Work to be completed: Could you repeat, word for word, only the lines from the one containing "pub use smtp_stub::*;" through the final line of the records below?

Records provided:
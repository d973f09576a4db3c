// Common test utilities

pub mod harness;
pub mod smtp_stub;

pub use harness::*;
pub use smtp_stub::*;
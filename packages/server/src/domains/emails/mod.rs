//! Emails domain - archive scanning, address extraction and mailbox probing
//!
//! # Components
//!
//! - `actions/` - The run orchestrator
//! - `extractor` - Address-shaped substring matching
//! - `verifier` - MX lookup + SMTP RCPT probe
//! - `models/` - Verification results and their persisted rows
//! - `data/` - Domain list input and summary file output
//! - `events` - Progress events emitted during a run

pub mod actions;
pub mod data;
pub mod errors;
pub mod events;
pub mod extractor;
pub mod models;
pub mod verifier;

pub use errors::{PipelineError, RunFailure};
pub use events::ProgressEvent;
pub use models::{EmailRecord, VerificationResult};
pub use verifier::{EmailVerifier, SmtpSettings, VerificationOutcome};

Solution:
pub use smtp_stub::*;
filename packages/server/src/domains/emails/mod.rs
//! Emails domain - archive scanning, address extraction and mailbox probing
//!
//! # Components
//!
//! - `actions/` - The run orchestrator
//! - `extractor` - Address-shaped substring matching
//! - `verifier` - MX lookup + SMTP RCPT probe
//! - `models/` - Verification results and their persisted rows
//! - `data/` - Domain list input and summary file output
//! - `events` - Progress events emitted during a run

pub mod actions;
pub mod data;
pub mod errors;
pub mod events;
pub mod extractor;
pub mod models;
pub mod verifier;

pub use errors::{PipelineError, RunFailure};
pub use events::ProgressEvent;
pub use models::{EmailRecord, VerificationResult};
pub use verifier::{EmailVerifier, SmtpSettings, VerificationOutcome};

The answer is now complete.